There are some reasons for the change, primarily because i thought it would be less stressful for the cow and the vet and i think that is an important issue. If there is opportunity to reduce stress and physical labor, then the option should be explored – especially as we ranchers, farmers, veterinarians, and others are getting old. We break more easily, don’t move as fast, and get tired more quickly.
Pregnancy Tips from Beef Magazine
My cows and especially yearling heifers are smaller frame than many owners’ and the rectum is just not large enough to comfortably accommodate a big arm. Damage to fetus, rectum, and vet’s arm is more likely.
In just a few days, the results were ready and my vet’s office sent them to me via e-mail. The results: (i was very well pleased – especially since 3 of 4 bulls went bad at some point during the breeding season!) Overall, the pregnancy rate was 93% bred not counting 6 first calf heifers i bought (5 were open!). They did milk pretty heavy and are not adapted to managed grazing, so giving them a pass and will keep them another year.
- Yearling heifers (born in 2020) – 73% bred
- 2 year olds bred for the first time – 100% bred
- 3 year-olds – 85% bred
- 4 year-olds – 87% bred
- 5 year-olds – 85% bred
- 6 year-olds – 80% bred
- 7 year-olds – 100% bred
- 8 year-olds – 100% bred
- 10 year-old – 100% bred
- 20 year-old – 100% bred
After the work, receiving the bill and test information, followed by a chat with my veterinarian, i came away with the following points:
- Blood testing is similar in accuracy as palpating
- Blood testing is a bit more than twice as costly to implement
- For the veterinarian, there is about the same work, but is far less physically demanding
- Palpating allows chute side call and decision making based on pregnancy check – blood testing takes a few days
- Palpating at 50-60 days can cause embryonic death due to a fragile time for the fetus. Blood testing would not cause this.
- Blood testing is far less uncomfortable to smaller framed cows and young heifers.
- Cows palpated around 4 months pregnant have a higher incident of being called ‘open.’
- Blood testing takes about the same amount of time in the chute as palpating.

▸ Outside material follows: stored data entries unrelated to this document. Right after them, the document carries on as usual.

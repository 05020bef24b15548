//! Configuration management for the tile server.
//!
//! This module provides a configuration system that supports:
//! - Command-line arguments via clap
//! - Environment variables with the `TILE_` prefix (plus `RASTER_DIR`)
//! - Sensible defaults for all settings
//!
//! # Commands
//!
//! - `serve` (the default when no subcommand is given): run the HTTP server
//! - `check`: open every catalogued source and report its geometry
//!
//! # Environment Variables
//!
//! - `TILE_HOST` - Server bind address (default: 0.0.0.0)
//! - `TILE_PORT` - Server port (default: 3001)
//! - `RASTER_DIR` - Directory scanned for `*.tif` / `*_cog.tif` rasters (default: ./rasters)
//! - `TILE_SOURCES` - Explicit `name=path` mappings, comma-separated
//! - `TILE_CACHE_TILES` - Max tiles to cache (default: 2000)
//! - `TILE_READ_TIMEOUT_MS` - Bound on one raster read (default: 10000)
//! - `TILE_SLOW_TILE_MS` - Slow-tile log threshold (default: 100)
//! - `TILE_CACHE_MAX_AGE` - HTTP cache max-age seconds (default: 86400)
//! - `TILE_PNG_COMPRESSION` - fast, default or best (default: default)
//! - `TILE_CORS_ORIGINS` - Allowed CORS origins, comma-separated (default: any)

use std::num::NonZeroUsize;
use std::path::PathBuf;
use std::time::Duration;

use clap::{Args, Parser, Subcommand};

use crate::raster::{SourceCatalog, SourceMapping};
use crate::server::DEFAULT_CACHE_MAX_AGE;
use crate::tile::{PngCompression, TileServiceOptions, DEFAULT_CACHE_TILES};

// =============================================================================
// Default Values
// =============================================================================

/// Default server host.
pub const DEFAULT_HOST: &str = "0.0.0.0";

/// Default server port.
pub const DEFAULT_PORT: u16 = 3001;

/// Default raster directory.
pub const DEFAULT_RASTER_DIR: &str = "rasters";

/// Default raster read timeout in milliseconds.
pub const DEFAULT_READ_TIMEOUT_MS: u64 = 10_000;

/// Default slow-tile threshold in milliseconds.
pub const DEFAULT_SLOW_TILE_MS: u64 = 100;

// =============================================================================
// CLI Arguments
// =============================================================================

/// COG Tile Server - Web-Mercator tiles from GeoTIFF / COG rasters.
///
/// Crops, resamples and alpha-composites 256×256 PNG tiles on demand from
/// geo-referenced rasters already in the Web-Mercator projection.
#[derive(Parser, Debug, Clone)]
#[command(name = "cog-tile-server")]
#[command(author, version, about, long_about = None)]
#[command(args_conflicts_with_subcommands = true)]
pub struct Cli {
    #[command(subcommand)]
    pub command: Option<Command>,

    /// Server options when no subcommand is given
    #[command(flatten)]
    pub serve: ServeConfig,
}

impl Cli {
    /// Resolve the command to run, defaulting to `serve`.
    pub fn into_command(self) -> Command {
        self.command.unwrap_or(Command::Serve(self.serve))
    }
}

#[derive(Subcommand, Debug, Clone)]
pub enum Command {
    /// Run the tile server
    Serve(ServeConfig),

    /// Open every source and print its geometry
    Check(CheckConfig),
}

/// Where rasters come from.
#[derive(Args, Debug, Clone, PartialEq)]
pub struct SourceArgs {
    /// Directory scanned for raster files.
    ///
    /// `name.tif` and `name_cog.tif` are both served as `name`.
    #[arg(long, default_value = DEFAULT_RASTER_DIR, env = "RASTER_DIR")]
    pub raster_dir: PathBuf,

    /// Explicit source as `name=path` (repeatable; overrides discovered files).
    #[arg(long = "source", env = "TILE_SOURCES", value_delimiter = ',')]
    pub sources: Vec<SourceMapping>,
}

impl SourceArgs {
    /// Build the source catalog: directory discovery plus explicit mappings.
    pub fn catalog(&self) -> SourceCatalog {
        SourceCatalog::discover(&self.raster_dir).with_mappings(&self.sources)
    }
}

/// Options for the `serve` command.
#[derive(Args, Debug, Clone, PartialEq)]
pub struct ServeConfig {
    // =========================================================================
    // Server Configuration
    // =========================================================================
    /// Host address to bind the server to.
    #[arg(long, default_value = DEFAULT_HOST, env = "TILE_HOST")]
    pub host: String,

    /// Port to listen on.
    #[arg(short, long, default_value_t = DEFAULT_PORT, env = "TILE_PORT")]
    pub port: u16,

    // =========================================================================
    // Sources
    // =========================================================================
    #[command(flatten)]
    pub sources: SourceArgs,

    /// Skip opening every source at startup.
    #[arg(long, default_value_t = false)]
    pub no_warmup: bool,

    // =========================================================================
    // Tile Pipeline
    // =========================================================================
    /// Maximum number of encoded tiles to cache.
    #[arg(long, default_value_t = DEFAULT_CACHE_TILES.get(), env = "TILE_CACHE_TILES")]
    pub cache_tiles: usize,

    /// Timeout for a single raster read, in milliseconds.
    ///
    /// A read that takes longer produces an empty tile.
    #[arg(long, default_value_t = DEFAULT_READ_TIMEOUT_MS, env = "TILE_READ_TIMEOUT_MS")]
    pub read_timeout_ms: u64,

    /// Tiles taking longer than this to render are logged, in milliseconds.
    #[arg(long, default_value_t = DEFAULT_SLOW_TILE_MS, env = "TILE_SLOW_TILE_MS")]
    pub slow_tile_ms: u64,

    /// PNG compression effort.
    #[arg(long, value_enum, default_value_t = PngCompression::Default, env = "TILE_PNG_COMPRESSION")]
    pub png_compression: PngCompression,

    // =========================================================================
    // HTTP
    // =========================================================================
    /// HTTP Cache-Control max-age in seconds.
    #[arg(long, default_value_t = DEFAULT_CACHE_MAX_AGE, env = "TILE_CACHE_MAX_AGE")]
    pub cache_max_age: u32,

    /// Allowed CORS origins (comma-separated).
    ///
    /// If not specified, allows any origin.
    #[arg(long, env = "TILE_CORS_ORIGINS", value_delimiter = ',')]
    pub cors_origins: Option<Vec<String>>,

    // =========================================================================
    // Logging Configuration
    // =========================================================================
    /// Enable verbose logging (debug level).
    #[arg(short, long, default_value_t = false)]
    pub verbose: bool,

    /// Disable request tracing.
    #[arg(long, default_value_t = false)]
    pub no_tracing: bool,
}

impl ServeConfig {
    /// Validate the configuration and return an error message if invalid.
    pub fn validate(&self) -> Result<(), String> {
        if self.cache_tiles == 0 {
            return Err("cache_tiles must be greater than 0".to_string());
        }
        if self.read_timeout_ms == 0 {
            return Err("read_timeout_ms must be greater than 0".to_string());
        }
        validate_mappings(&self.sources.sources)
    }

    /// Get the server bind address as "host:port".
    pub fn bind_address(&self) -> String {
        format!("{}:{}", self.host, self.port)
    }

    pub fn read_timeout(&self) -> Duration {
        Duration::from_millis(self.read_timeout_ms)
    }

    pub fn slow_tile_threshold(&self) -> Duration {
        Duration::from_millis(self.slow_tile_ms)
    }

    /// Tile service options derived from this configuration.
    pub fn tile_service_options(&self) -> Result<TileServiceOptions, String> {
        let cache_tiles = NonZeroUsize::new(self.cache_tiles)
            .ok_or_else(|| "cache_tiles must be greater than 0".to_string())?;

        Ok(TileServiceOptions {
            cache_tiles,
            read_timeout: self.read_timeout(),
            slow_tile_threshold: self.slow_tile_threshold(),
            compression: self.png_compression,
        })
    }
}

/// Options for the `check` command.
#[derive(Args, Debug, Clone, PartialEq)]
pub struct CheckConfig {
    #[command(flatten)]
    pub sources: SourceArgs,

    /// Enable verbose logging.
    #[arg(short, long, default_value_t = false)]
    pub verbose: bool,
}

impl CheckConfig {
    pub fn validate(&self) -> Result<(), String> {
        validate_mappings(&self.sources.sources)
    }
}

/// Reject mappings that name the same source twice.
fn validate_mappings(mappings: &[SourceMapping]) -> Result<(), String> {
    for (i, mapping) in mappings.iter().enumerate() {
        if mappings[..i].iter().any(|m| m.name == mapping.name) {
            return Err(format!("source '{}' is mapped more than once", mapping.name));
        }
    }
    Ok(())
}

// =============================================================================
// Tests
// =============================================================================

The actual out of pocket cost for blood testing was:
- Veterinarian charge – $3/head
- Blood testing – $4.50/head
- Shipping/Processing – $ .60/head
By Comparison, only the $3/head would be charged for palpating. So, what will i do next year? i haven’t decided, but it could be a combination of blood testing the small/medium frame cows and the 2 and 3 year old heifers/cows, then palpating the remaining. This would greatly reduce cost but would require sorting the cows into two groups before pregnancy check. Is that extra labor worth the savings over just blood testing all?
Here are my new thoughts on processing my cows and calves going forward, but will discuss with my veterinarian to see if it is reasonable. My biggest concern is changing to dates in the winter – our winters can be unreasonable cold and miserable, but usually there are a few days which are nice.
- 6 August – 20 September – Breeding season
- 15 May – 30 June – calving season
- Mid November-Vaccinate calves and preg check dry cows. Hold bull calves in pen to pair up, then wean them.
- Mid March – Preg check 3 years and older cows i plan to keep (maybe?)- no need to preg check first calf heifers since i would hold them over if open anyway. WEAN CALVES.
- Any cows which have developed a bad attitude or other reason for culling no need to preg check – they’ll need checking at sale barn.